YOUR GOAL: The answer must repeat each line of the material exactly.

DATA TO USE:
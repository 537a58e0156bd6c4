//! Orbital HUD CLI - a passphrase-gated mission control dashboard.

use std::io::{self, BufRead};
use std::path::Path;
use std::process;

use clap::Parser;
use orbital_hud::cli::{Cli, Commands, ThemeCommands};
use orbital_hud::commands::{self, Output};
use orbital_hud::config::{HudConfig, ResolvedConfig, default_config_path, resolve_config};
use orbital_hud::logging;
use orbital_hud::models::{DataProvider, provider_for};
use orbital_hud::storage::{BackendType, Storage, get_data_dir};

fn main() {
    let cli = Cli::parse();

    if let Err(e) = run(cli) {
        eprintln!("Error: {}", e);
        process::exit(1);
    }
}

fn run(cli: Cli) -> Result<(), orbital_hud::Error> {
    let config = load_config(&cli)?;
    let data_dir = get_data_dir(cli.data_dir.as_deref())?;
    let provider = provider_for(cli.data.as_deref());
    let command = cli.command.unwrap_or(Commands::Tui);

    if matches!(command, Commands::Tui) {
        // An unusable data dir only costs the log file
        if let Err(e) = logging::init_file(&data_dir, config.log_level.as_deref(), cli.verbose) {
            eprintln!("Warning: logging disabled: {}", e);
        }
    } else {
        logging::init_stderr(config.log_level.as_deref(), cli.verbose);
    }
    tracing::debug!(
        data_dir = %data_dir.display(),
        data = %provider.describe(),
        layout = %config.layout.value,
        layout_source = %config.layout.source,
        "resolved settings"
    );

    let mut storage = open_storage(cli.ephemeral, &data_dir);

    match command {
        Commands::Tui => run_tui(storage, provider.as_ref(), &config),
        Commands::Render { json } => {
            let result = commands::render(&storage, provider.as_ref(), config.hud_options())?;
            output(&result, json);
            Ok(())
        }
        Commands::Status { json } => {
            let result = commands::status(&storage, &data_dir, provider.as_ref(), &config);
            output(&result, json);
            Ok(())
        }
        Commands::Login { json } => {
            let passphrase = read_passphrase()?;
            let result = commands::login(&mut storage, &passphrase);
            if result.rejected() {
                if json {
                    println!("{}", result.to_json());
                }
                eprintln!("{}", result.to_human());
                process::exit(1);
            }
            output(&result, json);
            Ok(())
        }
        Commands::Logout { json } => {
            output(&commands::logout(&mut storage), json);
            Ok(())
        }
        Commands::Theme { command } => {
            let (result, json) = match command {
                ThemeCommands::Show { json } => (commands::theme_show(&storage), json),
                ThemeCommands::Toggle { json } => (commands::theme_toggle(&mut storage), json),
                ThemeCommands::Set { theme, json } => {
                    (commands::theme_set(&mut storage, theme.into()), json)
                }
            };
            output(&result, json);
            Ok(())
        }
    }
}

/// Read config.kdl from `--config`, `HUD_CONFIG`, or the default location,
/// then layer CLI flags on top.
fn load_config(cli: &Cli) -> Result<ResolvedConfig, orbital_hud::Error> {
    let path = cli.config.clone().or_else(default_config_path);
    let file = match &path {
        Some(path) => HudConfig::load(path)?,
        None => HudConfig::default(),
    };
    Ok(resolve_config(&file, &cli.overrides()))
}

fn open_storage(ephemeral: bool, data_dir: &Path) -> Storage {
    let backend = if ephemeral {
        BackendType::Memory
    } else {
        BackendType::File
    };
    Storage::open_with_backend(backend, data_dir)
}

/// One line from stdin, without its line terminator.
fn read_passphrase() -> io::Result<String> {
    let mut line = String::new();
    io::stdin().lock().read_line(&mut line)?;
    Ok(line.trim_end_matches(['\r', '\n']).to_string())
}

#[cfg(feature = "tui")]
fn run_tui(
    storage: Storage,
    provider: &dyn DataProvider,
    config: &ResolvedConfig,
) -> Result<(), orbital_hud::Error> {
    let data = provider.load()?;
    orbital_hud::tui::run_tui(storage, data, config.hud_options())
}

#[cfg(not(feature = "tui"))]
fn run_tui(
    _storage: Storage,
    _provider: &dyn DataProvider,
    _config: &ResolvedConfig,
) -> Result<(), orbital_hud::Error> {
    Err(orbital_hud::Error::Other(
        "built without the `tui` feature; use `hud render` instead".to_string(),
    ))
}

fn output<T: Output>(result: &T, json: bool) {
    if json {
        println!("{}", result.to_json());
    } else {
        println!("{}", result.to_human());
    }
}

RESULT:
repository 537a58e0156bd6c4
//! Orbital HUD CLI - a passphrase-gated mission control dashboard.

use std::io::{self, BufRead};
use std::path::Path;
use std::process;

use clap::Parser;
use orbital_hud::cli::{Cli, Commands, ThemeCommands};
use orbital_hud::commands::{self, Output};
use orbital_hud::config::{HudConfig, ResolvedConfig, default_config_path, resolve_config};
use orbital_hud::logging;
use orbital_hud::models::{DataProvider, provider_for};
use orbital_hud::storage::{BackendType, Storage, get_data_dir};

fn main() {
    let cli = Cli::parse();

    if let Err(e) = run(cli) {
        eprintln!("Error: {}", e);
        process::exit(1);
    }
}

fn run(cli: Cli) -> Result<(), orbital_hud::Error> {
    let config = load_config(&cli)?;
    let data_dir = get_data_dir(cli.data_dir.as_deref())?;
    let provider = provider_for(cli.data.as_deref());
    let command = cli.command.unwrap_or(Commands::Tui);

    if matches!(command, Commands::Tui) {
        // An unusable data dir only costs the log file
        if let Err(e) = logging::init_file(&data_dir, config.log_level.as_deref(), cli.verbose) {
            eprintln!("Warning: logging disabled: {}", e);
        }
    } else {
        logging::init_stderr(config.log_level.as_deref(), cli.verbose);
    }
    tracing::debug!(
        data_dir = %data_dir.display(),
        data = %provider.describe(),
        layout = %config.layout.value,
        layout_source = %config.layout.source,
        "resolved settings"
    );

    let mut storage = open_storage(cli.ephemeral, &data_dir);

    match command {
        Commands::Tui => run_tui(storage, provider.as_ref(), &config),
        Commands::Render { json } => {
            let result = commands::render(&storage, provider.as_ref(), config.hud_options())?;
            output(&result, json);
            Ok(())
        }
        Commands::Status { json } => {
            let result = commands::status(&storage, &data_dir, provider.as_ref(), &config);
            output(&result, json);
            Ok(())
        }
        Commands::Login { json } => {
            let passphrase = read_passphrase()?;
            let result = commands::login(&mut storage, &passphrase);
            if result.rejected() {
                if json {
                    println!("{}", result.to_json());
                }
                eprintln!("{}", result.to_human());
                process::exit(1);
            }
            output(&result, json);
            Ok(())
        }
        Commands::Logout { json } => {
            output(&commands::logout(&mut storage), json);
            Ok(())
        }
        Commands::Theme { command } => {
            let (result, json) = match command {
                ThemeCommands::Show { json } => (commands::theme_show(&storage), json),
                ThemeCommands::Toggle { json } => (commands::theme_toggle(&mut storage), json),
                ThemeCommands::Set { theme, json } => {
                    (commands::theme_set(&mut storage, theme.into()), json)
                }
            };
            output(&result, json);
            Ok(())
        }
    }
}

/// Read config.kdl from `--config`, `HUD_CONFIG`, or the default location,
/// then layer CLI flags on top.
fn load_config(cli: &Cli) -> Result<ResolvedConfig, orbital_hud::Error> {
    let path = cli.config.clone().or_else(default_config_path);
    let file = match &path {
        Some(path) => HudConfig::load(path)?,
        None => HudConfig::default(),
    };
    Ok(resolve_config(&file, &cli.overrides()))
}

fn open_storage(ephemeral: bool, data_dir: &Path) -> Storage {
    let backend = if ephemeral {
        BackendType::Memory
    } else {
        BackendType::File
    };
    Storage::open_with_backend(backend, data_dir)
}

/// One line from stdin, without its line terminator.
fn read_passphrase() -> io::Result<String> {
    let mut line = String::new();
    io::stdin().lock().read_line(&mut line)?;
    Ok(line.trim_end_matches(['\r', '\n']).to_string())
}

#[cfg(feature = "tui")]
fn run_tui(
    storage: Storage,
    provider: &dyn DataProvider,
    config: &ResolvedConfig,
) -> Result<(), orbital_hud::Error> {
    let data = provider.load()?;
    orbital_hud::tui::run_tui(storage, data, config.hud_options())
}

#[cfg(not(feature = "tui"))]
fn run_tui(
    _storage: Storage,
    _provider: &dyn DataProvider,
    _config: &ResolvedConfig,
) -> Result<(), orbital_hud::Error> {
    Err(orbital_hud::Error::Other(
        "built without the `tui` feature; use `hud render` instead".to_string(),
    ))
}

fn output<T: Output>(result: &T, json: bool) {
    if json {
        println!("{}", result.to_json());
    } else {
        println!("{}", result.to_human());
    }
}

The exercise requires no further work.